▸ **The problem**: Copy out the lines of the records below, and only those lines, from the one with "to the engine." through the one with "action has run.", exactly as they appear.
/---
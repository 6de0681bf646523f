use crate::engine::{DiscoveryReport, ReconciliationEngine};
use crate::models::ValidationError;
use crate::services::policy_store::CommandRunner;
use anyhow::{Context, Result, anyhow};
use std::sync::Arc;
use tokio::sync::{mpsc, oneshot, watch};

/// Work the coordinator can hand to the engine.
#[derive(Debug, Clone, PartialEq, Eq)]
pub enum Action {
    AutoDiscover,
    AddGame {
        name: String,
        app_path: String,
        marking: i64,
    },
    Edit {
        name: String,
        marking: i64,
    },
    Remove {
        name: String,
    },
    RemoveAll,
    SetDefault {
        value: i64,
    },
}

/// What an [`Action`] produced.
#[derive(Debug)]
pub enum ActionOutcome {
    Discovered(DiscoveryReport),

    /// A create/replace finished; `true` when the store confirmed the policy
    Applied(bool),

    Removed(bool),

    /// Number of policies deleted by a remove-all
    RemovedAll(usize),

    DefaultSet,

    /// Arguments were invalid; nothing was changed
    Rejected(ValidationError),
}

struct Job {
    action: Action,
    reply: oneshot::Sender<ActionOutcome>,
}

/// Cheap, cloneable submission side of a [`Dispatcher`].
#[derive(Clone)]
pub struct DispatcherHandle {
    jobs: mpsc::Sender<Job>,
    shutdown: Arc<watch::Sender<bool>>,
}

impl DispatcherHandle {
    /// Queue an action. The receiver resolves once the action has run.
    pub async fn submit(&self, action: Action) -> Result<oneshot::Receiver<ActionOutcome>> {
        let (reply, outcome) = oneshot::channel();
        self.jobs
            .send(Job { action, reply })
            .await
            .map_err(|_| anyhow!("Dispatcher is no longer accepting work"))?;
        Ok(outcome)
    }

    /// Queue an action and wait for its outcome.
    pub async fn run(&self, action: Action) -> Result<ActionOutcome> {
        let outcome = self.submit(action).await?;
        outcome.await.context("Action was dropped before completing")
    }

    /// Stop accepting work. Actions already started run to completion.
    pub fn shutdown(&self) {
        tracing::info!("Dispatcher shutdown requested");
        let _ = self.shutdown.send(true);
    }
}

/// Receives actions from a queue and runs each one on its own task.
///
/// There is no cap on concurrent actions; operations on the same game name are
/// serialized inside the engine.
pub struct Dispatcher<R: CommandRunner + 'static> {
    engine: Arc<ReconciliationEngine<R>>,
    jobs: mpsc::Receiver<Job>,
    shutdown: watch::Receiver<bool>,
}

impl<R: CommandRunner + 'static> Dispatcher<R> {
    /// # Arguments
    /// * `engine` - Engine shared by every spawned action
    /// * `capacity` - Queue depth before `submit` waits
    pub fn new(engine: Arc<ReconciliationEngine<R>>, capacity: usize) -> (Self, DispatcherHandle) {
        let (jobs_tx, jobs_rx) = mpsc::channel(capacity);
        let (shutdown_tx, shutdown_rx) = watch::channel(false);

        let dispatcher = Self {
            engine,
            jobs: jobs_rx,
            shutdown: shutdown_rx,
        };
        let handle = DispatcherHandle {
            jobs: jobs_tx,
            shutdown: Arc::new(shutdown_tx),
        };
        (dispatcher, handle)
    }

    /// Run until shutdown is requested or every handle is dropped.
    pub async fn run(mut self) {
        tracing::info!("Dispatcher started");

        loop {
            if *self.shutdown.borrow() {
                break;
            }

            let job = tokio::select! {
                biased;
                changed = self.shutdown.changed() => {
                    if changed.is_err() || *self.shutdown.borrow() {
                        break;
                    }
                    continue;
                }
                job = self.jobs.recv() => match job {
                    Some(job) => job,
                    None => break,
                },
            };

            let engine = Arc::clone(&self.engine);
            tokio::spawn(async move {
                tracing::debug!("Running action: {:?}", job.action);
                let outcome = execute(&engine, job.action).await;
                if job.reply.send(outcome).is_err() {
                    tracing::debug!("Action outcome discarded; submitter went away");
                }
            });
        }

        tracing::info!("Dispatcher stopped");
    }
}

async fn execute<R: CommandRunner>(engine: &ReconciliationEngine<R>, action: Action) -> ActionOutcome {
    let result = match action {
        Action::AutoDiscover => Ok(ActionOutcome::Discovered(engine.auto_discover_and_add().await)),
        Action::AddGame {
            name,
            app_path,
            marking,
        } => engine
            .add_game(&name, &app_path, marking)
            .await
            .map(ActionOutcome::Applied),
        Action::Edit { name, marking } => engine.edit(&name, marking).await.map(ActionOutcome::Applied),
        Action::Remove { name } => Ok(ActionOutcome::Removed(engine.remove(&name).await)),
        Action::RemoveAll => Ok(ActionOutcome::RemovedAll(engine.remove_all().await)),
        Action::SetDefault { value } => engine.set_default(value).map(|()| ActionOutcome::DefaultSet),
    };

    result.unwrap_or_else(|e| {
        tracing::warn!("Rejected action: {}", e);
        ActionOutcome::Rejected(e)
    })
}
\---
▸ **Answer to the exercise**:
/// Work the coordinator can hand to the engine.
#[derive(Debug, Clone, PartialEq, Eq)]
pub enum Action {
    AutoDiscover,
    AddGame {
        name: String,
        app_path: String,
        marking: i64,
    },
    Edit {
        name: String,
        marking: i64,
    },
    Remove {
        name: String,
    },
    RemoveAll,
    SetDefault {
        value: i64,
    },
}

/// What an [`Action`] produced.
#[derive(Debug)]
pub enum ActionOutcome {
    Discovered(DiscoveryReport),

    /// A create/replace finished; `true` when the store confirmed the policy
    Applied(bool),

    Removed(bool),

    /// Number of policies deleted by a remove-all
    RemovedAll(usize),

    DefaultSet,

    /// Arguments were invalid; nothing was changed
    Rejected(ValidationError),
}

struct Job {
    action: Action,
    reply: oneshot::Sender<ActionOutcome>,
}

/// Cheap, cloneable submission side of a [`Dispatcher`].
#[derive(Clone)]
pub struct DispatcherHandle {
    jobs: mpsc::Sender<Job>,
    shutdown: Arc<watch::Sender<bool>>,
}

impl DispatcherHandle {
    /// Queue an action. The receiver resolves once the action has run.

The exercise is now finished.